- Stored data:
-- -- --
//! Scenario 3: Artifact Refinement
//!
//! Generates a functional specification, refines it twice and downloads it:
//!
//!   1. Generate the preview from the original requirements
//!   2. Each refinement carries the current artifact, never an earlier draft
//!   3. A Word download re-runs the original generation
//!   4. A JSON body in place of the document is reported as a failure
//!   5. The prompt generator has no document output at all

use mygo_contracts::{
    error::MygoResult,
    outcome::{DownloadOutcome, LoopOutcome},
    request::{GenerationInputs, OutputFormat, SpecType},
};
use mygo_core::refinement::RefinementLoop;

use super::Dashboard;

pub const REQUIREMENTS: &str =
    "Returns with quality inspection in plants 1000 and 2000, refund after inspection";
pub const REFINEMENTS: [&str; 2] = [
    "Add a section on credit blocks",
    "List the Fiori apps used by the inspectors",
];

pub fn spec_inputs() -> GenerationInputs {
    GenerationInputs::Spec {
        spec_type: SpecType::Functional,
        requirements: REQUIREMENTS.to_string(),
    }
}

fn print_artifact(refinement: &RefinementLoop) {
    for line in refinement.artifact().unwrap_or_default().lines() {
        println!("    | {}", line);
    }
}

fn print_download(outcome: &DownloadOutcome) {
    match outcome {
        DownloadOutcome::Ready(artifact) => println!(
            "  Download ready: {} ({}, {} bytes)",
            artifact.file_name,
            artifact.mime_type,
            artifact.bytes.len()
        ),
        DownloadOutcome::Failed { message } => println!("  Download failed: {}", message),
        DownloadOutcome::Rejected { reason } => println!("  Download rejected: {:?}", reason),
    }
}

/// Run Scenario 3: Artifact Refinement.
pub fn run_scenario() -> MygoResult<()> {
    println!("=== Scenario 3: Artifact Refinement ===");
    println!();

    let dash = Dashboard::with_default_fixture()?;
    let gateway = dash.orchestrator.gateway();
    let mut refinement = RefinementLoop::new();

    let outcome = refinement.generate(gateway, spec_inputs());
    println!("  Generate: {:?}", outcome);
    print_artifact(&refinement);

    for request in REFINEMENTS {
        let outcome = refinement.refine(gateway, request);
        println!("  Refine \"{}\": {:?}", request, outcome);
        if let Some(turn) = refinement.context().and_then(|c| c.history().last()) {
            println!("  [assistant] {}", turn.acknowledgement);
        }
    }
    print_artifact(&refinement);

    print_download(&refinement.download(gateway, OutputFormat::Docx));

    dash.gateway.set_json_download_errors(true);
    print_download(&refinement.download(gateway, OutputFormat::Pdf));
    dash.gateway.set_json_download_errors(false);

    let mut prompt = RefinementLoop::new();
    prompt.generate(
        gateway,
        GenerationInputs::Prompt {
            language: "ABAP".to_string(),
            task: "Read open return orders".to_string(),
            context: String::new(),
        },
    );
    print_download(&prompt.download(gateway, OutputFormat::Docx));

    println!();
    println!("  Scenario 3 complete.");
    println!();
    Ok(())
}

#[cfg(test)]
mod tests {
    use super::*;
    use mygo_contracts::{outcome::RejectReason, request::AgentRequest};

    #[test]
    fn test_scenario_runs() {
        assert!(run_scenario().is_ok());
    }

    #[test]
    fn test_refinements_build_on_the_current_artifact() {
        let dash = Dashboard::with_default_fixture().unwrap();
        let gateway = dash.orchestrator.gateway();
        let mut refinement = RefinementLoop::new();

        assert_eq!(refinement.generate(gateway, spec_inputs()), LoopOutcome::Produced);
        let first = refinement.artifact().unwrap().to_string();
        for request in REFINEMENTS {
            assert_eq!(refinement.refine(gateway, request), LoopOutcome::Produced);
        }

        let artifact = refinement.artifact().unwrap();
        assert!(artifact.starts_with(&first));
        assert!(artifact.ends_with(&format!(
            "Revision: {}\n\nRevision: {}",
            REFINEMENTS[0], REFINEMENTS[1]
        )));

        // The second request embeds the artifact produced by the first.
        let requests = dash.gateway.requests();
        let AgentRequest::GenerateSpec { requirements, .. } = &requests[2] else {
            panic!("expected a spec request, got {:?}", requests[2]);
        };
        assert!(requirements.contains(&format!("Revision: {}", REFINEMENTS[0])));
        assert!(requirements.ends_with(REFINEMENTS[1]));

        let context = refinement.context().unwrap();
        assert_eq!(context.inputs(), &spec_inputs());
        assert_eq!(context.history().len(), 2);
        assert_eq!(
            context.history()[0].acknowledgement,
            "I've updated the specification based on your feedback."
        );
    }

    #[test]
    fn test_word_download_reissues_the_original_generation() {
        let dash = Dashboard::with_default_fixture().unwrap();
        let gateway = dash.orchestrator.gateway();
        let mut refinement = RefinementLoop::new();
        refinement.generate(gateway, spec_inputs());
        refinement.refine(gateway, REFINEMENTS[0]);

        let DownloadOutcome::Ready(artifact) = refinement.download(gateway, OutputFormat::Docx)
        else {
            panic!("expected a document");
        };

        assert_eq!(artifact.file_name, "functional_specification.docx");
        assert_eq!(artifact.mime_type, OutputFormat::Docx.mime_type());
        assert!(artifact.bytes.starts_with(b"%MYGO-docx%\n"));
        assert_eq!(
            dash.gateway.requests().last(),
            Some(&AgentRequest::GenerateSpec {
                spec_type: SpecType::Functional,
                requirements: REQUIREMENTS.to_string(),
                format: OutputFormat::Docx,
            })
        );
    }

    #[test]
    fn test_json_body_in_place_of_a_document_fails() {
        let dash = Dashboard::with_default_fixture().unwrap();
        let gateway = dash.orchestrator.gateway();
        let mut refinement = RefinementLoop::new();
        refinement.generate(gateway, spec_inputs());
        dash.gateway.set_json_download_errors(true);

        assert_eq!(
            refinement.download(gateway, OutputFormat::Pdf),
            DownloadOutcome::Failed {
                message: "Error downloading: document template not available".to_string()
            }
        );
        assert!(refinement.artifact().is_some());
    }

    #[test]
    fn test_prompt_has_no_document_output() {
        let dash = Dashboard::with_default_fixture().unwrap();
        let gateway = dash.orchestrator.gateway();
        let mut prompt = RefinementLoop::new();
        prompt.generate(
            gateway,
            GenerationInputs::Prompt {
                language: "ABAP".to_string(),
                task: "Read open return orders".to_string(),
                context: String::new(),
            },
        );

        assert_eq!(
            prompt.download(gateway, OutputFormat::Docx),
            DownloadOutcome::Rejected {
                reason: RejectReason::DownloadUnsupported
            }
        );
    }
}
-- -- --
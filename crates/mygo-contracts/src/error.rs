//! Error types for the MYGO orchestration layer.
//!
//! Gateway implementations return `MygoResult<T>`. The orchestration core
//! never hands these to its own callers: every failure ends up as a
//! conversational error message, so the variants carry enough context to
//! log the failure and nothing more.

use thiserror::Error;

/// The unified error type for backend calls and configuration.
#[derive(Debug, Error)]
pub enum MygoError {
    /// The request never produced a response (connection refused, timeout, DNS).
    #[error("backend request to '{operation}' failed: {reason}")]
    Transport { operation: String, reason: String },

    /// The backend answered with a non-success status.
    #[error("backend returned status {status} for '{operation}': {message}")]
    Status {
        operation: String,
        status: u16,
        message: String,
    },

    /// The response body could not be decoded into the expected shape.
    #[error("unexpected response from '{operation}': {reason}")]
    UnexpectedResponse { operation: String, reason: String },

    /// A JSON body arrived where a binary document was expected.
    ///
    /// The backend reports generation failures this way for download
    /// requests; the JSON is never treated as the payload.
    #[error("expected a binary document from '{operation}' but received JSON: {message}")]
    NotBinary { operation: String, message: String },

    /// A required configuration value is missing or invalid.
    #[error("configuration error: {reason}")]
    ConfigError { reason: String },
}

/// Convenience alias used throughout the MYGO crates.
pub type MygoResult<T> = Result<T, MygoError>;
-- -- --
- Action item:
Lines above that contain the string "task" make up the answer.

- Exercise solution:
            task: "Read open return orders".to_string(),
                task: "Read open return orders".to_string(),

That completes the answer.